**Aim of the exercise**
Every line of the records below that holds the word "overlap" belongs in the answer.

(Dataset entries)
☆ ☆ ☆ ☆ ☆ ☆ ☆

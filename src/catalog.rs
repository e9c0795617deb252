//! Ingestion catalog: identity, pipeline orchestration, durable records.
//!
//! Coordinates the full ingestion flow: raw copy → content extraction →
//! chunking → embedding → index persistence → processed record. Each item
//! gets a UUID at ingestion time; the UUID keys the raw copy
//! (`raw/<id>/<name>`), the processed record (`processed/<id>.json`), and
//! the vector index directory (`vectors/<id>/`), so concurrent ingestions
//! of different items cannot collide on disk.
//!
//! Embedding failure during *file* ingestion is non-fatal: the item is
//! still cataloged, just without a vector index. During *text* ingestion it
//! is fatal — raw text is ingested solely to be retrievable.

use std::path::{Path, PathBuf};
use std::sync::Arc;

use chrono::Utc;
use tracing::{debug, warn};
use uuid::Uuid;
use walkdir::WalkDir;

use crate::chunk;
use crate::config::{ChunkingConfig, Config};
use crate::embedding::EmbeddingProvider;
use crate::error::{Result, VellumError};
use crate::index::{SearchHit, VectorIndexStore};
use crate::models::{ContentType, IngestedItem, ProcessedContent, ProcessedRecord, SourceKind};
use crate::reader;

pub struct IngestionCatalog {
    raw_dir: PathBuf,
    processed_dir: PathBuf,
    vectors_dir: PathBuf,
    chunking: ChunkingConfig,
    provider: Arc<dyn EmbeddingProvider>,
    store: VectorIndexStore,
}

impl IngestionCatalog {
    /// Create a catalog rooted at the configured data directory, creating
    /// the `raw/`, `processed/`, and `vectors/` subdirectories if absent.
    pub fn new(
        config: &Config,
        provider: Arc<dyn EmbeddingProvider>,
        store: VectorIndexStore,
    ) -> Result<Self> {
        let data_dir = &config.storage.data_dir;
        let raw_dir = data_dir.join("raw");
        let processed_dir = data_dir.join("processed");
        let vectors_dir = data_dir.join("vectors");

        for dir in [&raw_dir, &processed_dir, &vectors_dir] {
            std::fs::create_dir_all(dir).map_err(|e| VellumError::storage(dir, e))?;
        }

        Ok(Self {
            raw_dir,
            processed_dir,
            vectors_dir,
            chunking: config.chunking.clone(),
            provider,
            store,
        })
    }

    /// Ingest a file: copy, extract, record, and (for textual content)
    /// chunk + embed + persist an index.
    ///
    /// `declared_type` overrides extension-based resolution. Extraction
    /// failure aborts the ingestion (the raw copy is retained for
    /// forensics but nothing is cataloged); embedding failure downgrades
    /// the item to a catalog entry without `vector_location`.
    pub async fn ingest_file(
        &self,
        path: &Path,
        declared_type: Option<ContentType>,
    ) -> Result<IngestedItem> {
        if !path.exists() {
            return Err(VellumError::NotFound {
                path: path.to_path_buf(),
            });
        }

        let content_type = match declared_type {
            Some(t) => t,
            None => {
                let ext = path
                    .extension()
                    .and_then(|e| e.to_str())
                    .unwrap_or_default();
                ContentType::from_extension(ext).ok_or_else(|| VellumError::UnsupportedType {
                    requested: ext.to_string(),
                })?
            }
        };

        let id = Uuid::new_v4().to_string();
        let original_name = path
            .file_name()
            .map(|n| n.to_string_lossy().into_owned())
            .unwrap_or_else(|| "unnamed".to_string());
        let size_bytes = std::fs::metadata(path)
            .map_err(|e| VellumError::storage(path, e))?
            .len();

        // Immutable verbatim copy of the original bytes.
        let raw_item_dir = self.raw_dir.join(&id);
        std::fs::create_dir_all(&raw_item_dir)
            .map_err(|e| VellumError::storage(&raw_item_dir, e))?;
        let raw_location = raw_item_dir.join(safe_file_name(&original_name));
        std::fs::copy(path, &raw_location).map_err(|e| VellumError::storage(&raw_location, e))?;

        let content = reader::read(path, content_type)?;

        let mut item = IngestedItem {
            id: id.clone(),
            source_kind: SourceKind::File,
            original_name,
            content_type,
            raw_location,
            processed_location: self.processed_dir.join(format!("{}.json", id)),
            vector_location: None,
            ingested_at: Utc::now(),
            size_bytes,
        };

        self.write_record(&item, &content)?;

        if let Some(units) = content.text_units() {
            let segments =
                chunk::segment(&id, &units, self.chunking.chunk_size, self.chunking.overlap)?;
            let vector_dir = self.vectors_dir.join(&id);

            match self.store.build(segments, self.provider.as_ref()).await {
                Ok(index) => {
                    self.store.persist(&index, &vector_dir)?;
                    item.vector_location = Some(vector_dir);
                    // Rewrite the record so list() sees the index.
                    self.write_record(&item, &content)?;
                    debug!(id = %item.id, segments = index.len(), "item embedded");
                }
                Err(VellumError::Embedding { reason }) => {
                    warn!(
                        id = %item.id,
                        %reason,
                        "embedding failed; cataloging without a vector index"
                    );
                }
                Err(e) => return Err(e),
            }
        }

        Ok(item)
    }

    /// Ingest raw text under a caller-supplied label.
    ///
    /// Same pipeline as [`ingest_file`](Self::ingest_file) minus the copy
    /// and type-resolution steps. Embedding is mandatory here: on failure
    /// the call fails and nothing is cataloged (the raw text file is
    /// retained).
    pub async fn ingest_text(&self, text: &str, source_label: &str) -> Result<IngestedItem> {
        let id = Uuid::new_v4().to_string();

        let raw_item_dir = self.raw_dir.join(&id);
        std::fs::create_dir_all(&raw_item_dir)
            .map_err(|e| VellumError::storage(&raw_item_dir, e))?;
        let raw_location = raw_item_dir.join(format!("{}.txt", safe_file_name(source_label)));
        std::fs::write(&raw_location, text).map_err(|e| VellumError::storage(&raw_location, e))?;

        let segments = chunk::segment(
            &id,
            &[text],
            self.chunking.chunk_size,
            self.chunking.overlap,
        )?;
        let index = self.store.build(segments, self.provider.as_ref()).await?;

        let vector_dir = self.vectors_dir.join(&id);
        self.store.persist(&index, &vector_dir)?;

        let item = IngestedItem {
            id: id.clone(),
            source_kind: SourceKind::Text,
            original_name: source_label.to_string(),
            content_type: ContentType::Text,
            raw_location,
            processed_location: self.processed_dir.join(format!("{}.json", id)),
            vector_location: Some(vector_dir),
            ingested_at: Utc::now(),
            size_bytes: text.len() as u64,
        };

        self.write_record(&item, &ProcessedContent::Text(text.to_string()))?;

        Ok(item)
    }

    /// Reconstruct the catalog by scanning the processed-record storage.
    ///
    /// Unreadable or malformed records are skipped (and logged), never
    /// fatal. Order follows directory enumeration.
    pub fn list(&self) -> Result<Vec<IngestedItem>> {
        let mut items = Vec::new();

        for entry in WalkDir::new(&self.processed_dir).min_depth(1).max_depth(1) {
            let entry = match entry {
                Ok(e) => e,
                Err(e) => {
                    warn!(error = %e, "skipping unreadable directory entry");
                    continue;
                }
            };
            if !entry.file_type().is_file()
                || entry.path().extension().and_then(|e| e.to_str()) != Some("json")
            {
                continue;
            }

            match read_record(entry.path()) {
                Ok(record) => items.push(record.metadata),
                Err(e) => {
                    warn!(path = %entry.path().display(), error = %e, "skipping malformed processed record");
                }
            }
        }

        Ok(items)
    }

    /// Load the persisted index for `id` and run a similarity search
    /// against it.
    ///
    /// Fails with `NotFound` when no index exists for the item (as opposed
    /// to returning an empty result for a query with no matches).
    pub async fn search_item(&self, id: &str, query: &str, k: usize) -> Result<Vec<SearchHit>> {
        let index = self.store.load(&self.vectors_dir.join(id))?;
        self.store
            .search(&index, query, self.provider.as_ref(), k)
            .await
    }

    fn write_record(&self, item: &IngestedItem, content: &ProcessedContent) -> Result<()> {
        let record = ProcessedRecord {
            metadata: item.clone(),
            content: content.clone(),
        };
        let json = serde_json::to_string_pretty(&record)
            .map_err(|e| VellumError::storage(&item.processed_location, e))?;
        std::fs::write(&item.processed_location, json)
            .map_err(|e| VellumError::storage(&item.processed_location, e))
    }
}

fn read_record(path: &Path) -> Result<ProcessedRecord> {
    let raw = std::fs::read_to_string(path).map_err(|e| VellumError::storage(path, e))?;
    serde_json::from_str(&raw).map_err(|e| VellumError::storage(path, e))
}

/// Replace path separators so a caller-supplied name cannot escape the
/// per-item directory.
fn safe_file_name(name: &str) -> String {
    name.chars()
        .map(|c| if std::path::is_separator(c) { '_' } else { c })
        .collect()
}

☆ ☆ ☆ ☆ ☆ ☆ ☆

**Result of the exercise**
                chunk::segment(&id, &units, self.chunking.chunk_size, self.chunking.overlap)?;
            self.chunking.overlap,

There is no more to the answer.